Quoi! ce serait d'un Octave que le peuple romain attendrait aujourd'hui
notre arrêt! Quoi! c'est nous dont le salut serait à la merci d'un seul
homme et au prix d'une humble prière ! Quant à moi, sachez que, pour
retourner à Rome, je ne m'abaisserai point à des supplications, que je
châtierai même l'insolence de quiconque exigera qu'on le supplie : ou
bien je fuirai le séjour des esclaves; tout pays me sera Rome où je
vivrai libre, et je plaindrai les hommes en qui l'âge et tant d'exemples
de courage et d'honneur ne diminuent pas l'attachement à la vie. En
restant à jamais fidèle à cette résolution, je jouirai d'un bonheur qui
me tiendra lieu de la reconnaissance due à mes pieux efforts. Est-il un
bien plus précieux que le témoignage d'une vie pure? et quand la liberté
suffit, qu'importe le reste? Non certes, on ne me verra pas tomber avec
ceux qui tombent ; non certes, je ne me laisserai pas vaincre par ceux
qui courent au-devant d'une défaite volontaire. Point de moyens que je
ne tente, point d'efforts que je ne fasse! je ne me lasserai jamais de
roidir les bras pour arracher ma patrie à la servitude. Si la fortune me
suit comme elle le doit, nous serons tous heureux; sinon, je serai
heureux en dépit d'elle. Qu'y-a-t-il en effet de meilleur, dans cette
vie d'un moment, que de dévouer sa force et sa pensée à la délivrance de
ses concitoyens? — О mon cher Cicéron, je vous en supplie, je vous en
conjure, ne vous laissez vaincre ni par la fatigue, ni par le
découragement. En luttant contre le mal qui nous dévore, ne vous en
préoccupez point jusqu'à négliger celui dont l'avenir menace de
développer les germes, s'ils ne sont étouffés d'avance. Consul et
consulaire, votre âme libre et vigoureuse a deux fois sauvé la patrie !

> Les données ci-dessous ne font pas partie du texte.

/// Resolves the `sslmode` option.
///
/// Only `disable` and `prefer` are accepted; TLS is not compiled in, so
/// `prefer` falls back to a plain connection.
///
/// # Errors
///
/// Returns [`Error::Configuration`] for any other mode.
#[cfg(any(feature = "postgres", test))]
pub fn check_ssl_mode(config: &ClientConfig) -> Result<bool> {
    match config.option("sslmode") {
        None | Some("prefer") => Ok(true),
        Some("disable") => Ok(false),
        Some(other) => Err(Error::Configuration(format!(
            "sslmode '{other}' is not supported; use 'disable' or 'prefer'"
        ))),
    }
}

/// Renders a binary `numeric` value as an exact decimal string.
///
/// Returns `None` if the buffer is malformed.
#[cfg(any(feature = "postgres", test))]
#[must_use]
pub fn decode_numeric(raw: &[u8]) -> Option<String> {
    let word = |i: usize| -> Option<u16> {
        Some(u16::from_be_bytes([*raw.get(i)?, *raw.get(i + 1)?]))
    };
    let ndigits = usize::from(word(0)?);
    let weight = i32::from(word(2)?.cast_signed());
    let sign = word(4)?;
    let dscale = usize::from(word(6)?);

    match sign {
        0xC000 => return Some("NaN".to_string()),
        0xD000 => return Some("Infinity".to_string()),
        0xF000 => return Some("-Infinity".to_string()),
        _ => {},
    }

    let digits = (0..ndigits)
        .map(|i| word(8 + i * 2))
        .collect::<Option<Vec<u16>>>()?;
    let digit = |index: i32| -> u16 {
        usize::try_from(index)
            .ok()
            .and_then(|i| digits.get(i).copied())
            .unwrap_or(0)
    };

    let mut out = String::new();
    if sign == 0x4000 {
        out.push('-');
    }
    if weight < 0 {
        out.push('0');
    } else {
        out.push_str(&digit(0).to_string());
        for index in 1..=weight {
            out.push_str(&format!("{:04}", digit(index)));
        }
    }

    if dscale > 0 {
        let mut fraction = String::new();
        let mut index = weight + 1;
        while fraction.len() < dscale {
            fraction.push_str(&format!("{:04}", digit(index)));
            index += 1;
        }
        fraction.truncate(dscale);
        out.push('.');
        out.push_str(&fraction);
    }
    Some(out)
}

/// Renders a JSON array as a PostgreSQL array literal, e.g. `{1,"a b",NULL}`.
///
/// Nested arrays become nested literals and objects are embedded as quoted
/// JSON text.
#[cfg(any(feature = "postgres", test))]
#[must_use]
pub fn array_literal(items: &[Value]) -> String {
    let elements: Vec<String> = items
        .iter()
        .map(|item| match item {
            Value::Null => "NULL".to_string(),
            Value::Bool(b) => b.to_string(),
            Value::Number(n) => n.to_string(),
            Value::String(s) => quote_element(s),
            Value::Array(inner) => array_literal(inner),
            Value::Object(_) => quote_element(&item.to_string()),
        })
        .collect();
    format!("{{{}}}", elements.join(","))
}

#[cfg(any(feature = "postgres", test))]
fn quote_element(raw: &str) -> String {
    let mut out = String::with_capacity(raw.len() + 2);
    out.push('"');
    for c in raw.chars() {
        if matches!(c, '"' | '\\') {
            out.push('\\');
        }
        out.push(c);
    }
    out.push('"');
    out
}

mais restez au niveau de vous-même, ou vous verrez s'évanouir l'honneur
de tant d'héroïsme. Ne vous y trompez point : la vertu qu'on a déjà vue
à l'œuvre impose de plus pénibles devoirs qu'une vertu encore ignorée.
On se croit des droits sur elle, et si elle ne paye pas sa dette, la
confiance trompée s'échappe en dépit et en haine. Cicéron résiste à la
tyrannie d'Antoine, voilà un grand acte de courage ; toutefois il
n'excite point d'admiration, car le consul avait annoncé le consulaire.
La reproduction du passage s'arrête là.